___ Data shown
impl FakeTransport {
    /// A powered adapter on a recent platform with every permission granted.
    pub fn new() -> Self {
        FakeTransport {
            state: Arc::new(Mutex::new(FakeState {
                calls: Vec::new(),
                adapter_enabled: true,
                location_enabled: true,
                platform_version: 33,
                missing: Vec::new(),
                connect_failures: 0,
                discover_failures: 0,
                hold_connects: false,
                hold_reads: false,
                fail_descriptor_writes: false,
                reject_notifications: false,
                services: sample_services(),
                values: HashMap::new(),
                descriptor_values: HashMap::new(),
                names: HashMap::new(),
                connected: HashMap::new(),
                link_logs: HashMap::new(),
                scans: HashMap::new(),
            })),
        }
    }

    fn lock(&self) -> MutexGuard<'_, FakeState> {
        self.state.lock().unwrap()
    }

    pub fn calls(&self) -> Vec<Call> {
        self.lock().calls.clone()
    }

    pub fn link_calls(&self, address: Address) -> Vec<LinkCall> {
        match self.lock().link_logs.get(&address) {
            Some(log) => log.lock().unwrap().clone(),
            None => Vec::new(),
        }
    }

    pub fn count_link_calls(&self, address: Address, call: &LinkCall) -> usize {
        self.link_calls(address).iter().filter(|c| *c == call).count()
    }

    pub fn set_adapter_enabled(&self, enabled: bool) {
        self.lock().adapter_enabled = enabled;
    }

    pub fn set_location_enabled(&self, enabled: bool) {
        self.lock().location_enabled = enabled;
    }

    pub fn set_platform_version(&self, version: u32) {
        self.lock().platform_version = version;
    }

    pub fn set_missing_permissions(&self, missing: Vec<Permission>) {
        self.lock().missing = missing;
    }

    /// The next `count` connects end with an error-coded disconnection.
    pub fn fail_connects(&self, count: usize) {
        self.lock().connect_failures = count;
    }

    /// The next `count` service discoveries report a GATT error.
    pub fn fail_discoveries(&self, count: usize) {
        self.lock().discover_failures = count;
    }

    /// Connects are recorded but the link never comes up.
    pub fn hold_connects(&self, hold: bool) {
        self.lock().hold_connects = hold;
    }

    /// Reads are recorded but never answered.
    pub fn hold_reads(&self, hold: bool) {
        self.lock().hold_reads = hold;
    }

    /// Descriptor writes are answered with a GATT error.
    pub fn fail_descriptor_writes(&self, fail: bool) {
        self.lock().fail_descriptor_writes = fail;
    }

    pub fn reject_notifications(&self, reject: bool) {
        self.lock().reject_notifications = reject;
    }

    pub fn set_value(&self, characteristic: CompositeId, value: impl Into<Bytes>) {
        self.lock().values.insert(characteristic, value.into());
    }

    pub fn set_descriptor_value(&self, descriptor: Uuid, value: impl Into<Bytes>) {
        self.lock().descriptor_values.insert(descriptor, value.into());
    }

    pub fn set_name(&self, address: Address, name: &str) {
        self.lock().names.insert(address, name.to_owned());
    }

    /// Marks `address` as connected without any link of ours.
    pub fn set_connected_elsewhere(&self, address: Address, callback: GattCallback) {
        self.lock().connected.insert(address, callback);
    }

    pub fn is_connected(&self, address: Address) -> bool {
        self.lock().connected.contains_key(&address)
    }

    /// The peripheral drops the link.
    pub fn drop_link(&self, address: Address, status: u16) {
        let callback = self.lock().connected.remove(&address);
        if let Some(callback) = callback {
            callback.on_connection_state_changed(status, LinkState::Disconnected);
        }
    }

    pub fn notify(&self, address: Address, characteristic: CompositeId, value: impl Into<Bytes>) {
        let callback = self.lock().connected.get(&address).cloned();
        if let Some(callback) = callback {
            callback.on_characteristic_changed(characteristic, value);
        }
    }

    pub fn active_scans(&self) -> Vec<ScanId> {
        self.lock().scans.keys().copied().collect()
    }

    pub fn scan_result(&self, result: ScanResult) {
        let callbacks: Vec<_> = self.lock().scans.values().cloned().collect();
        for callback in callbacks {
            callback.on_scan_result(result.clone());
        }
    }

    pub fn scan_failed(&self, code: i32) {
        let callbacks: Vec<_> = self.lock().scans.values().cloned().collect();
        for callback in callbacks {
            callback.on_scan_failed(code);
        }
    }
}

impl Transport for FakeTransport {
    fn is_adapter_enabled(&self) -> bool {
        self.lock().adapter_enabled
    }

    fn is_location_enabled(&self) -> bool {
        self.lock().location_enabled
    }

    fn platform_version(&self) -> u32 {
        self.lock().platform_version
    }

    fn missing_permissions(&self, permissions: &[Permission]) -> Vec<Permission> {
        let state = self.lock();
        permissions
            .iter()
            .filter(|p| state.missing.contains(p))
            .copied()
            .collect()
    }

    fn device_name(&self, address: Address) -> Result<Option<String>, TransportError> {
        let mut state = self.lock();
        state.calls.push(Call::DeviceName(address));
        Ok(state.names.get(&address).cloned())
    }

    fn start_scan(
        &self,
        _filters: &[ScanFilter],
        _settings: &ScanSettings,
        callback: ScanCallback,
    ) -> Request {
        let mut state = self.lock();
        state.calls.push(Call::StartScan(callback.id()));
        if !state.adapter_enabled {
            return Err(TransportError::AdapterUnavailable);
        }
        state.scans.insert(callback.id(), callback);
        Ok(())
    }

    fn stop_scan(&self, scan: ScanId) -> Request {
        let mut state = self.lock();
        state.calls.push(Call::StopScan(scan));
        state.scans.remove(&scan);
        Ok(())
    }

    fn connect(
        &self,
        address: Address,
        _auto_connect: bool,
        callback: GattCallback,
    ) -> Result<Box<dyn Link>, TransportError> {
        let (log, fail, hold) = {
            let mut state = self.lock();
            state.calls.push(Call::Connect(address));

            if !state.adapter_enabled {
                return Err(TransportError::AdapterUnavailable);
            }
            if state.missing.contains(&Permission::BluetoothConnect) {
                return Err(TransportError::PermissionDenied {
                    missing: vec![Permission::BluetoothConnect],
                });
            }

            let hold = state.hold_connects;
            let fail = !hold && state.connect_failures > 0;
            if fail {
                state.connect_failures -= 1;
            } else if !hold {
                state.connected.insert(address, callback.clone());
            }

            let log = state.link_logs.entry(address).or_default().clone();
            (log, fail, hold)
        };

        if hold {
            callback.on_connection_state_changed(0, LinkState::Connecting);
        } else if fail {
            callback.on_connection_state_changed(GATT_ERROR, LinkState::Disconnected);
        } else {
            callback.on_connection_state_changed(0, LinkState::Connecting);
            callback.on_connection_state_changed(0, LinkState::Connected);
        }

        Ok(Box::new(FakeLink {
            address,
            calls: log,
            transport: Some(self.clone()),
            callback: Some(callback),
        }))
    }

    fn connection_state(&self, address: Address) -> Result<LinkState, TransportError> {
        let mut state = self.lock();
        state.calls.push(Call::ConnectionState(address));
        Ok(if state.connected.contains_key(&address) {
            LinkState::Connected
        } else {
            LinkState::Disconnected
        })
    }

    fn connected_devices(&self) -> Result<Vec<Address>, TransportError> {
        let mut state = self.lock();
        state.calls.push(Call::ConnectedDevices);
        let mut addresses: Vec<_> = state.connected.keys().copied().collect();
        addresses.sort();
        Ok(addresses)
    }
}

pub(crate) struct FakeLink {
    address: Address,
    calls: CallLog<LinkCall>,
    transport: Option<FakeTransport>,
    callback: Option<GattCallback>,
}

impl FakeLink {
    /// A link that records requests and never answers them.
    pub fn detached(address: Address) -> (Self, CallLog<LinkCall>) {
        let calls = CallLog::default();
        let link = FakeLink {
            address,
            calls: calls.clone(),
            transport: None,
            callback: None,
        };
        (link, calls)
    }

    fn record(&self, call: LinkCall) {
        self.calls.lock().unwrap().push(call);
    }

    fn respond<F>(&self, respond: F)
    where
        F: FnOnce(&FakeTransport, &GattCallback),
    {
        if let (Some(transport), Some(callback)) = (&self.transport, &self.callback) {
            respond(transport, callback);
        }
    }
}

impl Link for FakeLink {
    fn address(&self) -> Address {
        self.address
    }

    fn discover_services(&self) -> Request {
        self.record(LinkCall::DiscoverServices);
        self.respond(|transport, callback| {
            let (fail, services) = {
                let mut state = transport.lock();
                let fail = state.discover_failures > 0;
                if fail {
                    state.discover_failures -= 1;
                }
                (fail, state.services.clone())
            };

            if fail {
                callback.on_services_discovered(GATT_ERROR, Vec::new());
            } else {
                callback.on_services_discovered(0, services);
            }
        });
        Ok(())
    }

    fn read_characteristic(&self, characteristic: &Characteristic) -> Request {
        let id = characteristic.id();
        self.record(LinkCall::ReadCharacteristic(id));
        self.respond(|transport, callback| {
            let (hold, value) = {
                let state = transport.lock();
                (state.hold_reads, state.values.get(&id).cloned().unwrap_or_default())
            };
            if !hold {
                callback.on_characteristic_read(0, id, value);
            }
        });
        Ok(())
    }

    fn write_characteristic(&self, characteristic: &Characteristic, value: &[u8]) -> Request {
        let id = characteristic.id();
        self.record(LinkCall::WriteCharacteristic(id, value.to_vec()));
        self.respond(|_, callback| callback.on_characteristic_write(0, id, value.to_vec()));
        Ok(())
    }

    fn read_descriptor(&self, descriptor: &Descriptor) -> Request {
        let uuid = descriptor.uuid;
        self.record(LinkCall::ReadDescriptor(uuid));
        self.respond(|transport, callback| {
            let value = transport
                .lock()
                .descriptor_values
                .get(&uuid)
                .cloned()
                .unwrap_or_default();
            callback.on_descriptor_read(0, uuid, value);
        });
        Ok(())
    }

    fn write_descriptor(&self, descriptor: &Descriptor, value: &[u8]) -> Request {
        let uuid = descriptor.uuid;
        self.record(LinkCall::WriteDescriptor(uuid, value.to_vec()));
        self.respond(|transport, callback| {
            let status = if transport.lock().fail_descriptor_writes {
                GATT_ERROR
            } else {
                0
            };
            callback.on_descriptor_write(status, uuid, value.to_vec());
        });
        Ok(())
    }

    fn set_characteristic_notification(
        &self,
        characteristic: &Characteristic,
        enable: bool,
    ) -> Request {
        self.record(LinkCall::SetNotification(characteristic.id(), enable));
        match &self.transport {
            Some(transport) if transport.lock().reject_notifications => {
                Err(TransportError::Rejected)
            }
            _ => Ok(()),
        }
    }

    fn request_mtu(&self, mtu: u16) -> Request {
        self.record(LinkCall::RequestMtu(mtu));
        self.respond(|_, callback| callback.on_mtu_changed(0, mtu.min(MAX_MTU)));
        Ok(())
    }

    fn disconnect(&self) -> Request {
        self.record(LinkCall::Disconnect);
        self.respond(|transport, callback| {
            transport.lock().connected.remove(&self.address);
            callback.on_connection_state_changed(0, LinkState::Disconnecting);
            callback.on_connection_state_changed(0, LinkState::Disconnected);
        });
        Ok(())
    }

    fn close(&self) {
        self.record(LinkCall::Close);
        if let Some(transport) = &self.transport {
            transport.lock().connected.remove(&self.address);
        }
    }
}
______
The first line of the records and every line down to the line with "Address, call: &LinkCall)" must be quoted exactly; leave out all else.

◆ Task answer
impl FakeTransport {
    /// A powered adapter on a recent platform with every permission granted.
    pub fn new() -> Self {
        FakeTransport {
            state: Arc::new(Mutex::new(FakeState {
                calls: Vec::new(),
                adapter_enabled: true,
                location_enabled: true,
                platform_version: 33,
                missing: Vec::new(),
                connect_failures: 0,
                discover_failures: 0,
                hold_connects: false,
                hold_reads: false,
                fail_descriptor_writes: false,
                reject_notifications: false,
                services: sample_services(),
                values: HashMap::new(),
                descriptor_values: HashMap::new(),
                names: HashMap::new(),
                connected: HashMap::new(),
                link_logs: HashMap::new(),
                scans: HashMap::new(),
            })),
        }
    }

    fn lock(&self) -> MutexGuard<'_, FakeState> {
        self.state.lock().unwrap()
    }

    pub fn calls(&self) -> Vec<Call> {
        self.lock().calls.clone()
    }

    pub fn link_calls(&self, address: Address) -> Vec<LinkCall> {
        match self.lock().link_logs.get(&address) {
            Some(log) => log.lock().unwrap().clone(),
            None => Vec::new(),
        }
    }

    pub fn count_link_calls(&self, address: Address, call: &LinkCall) -> usize {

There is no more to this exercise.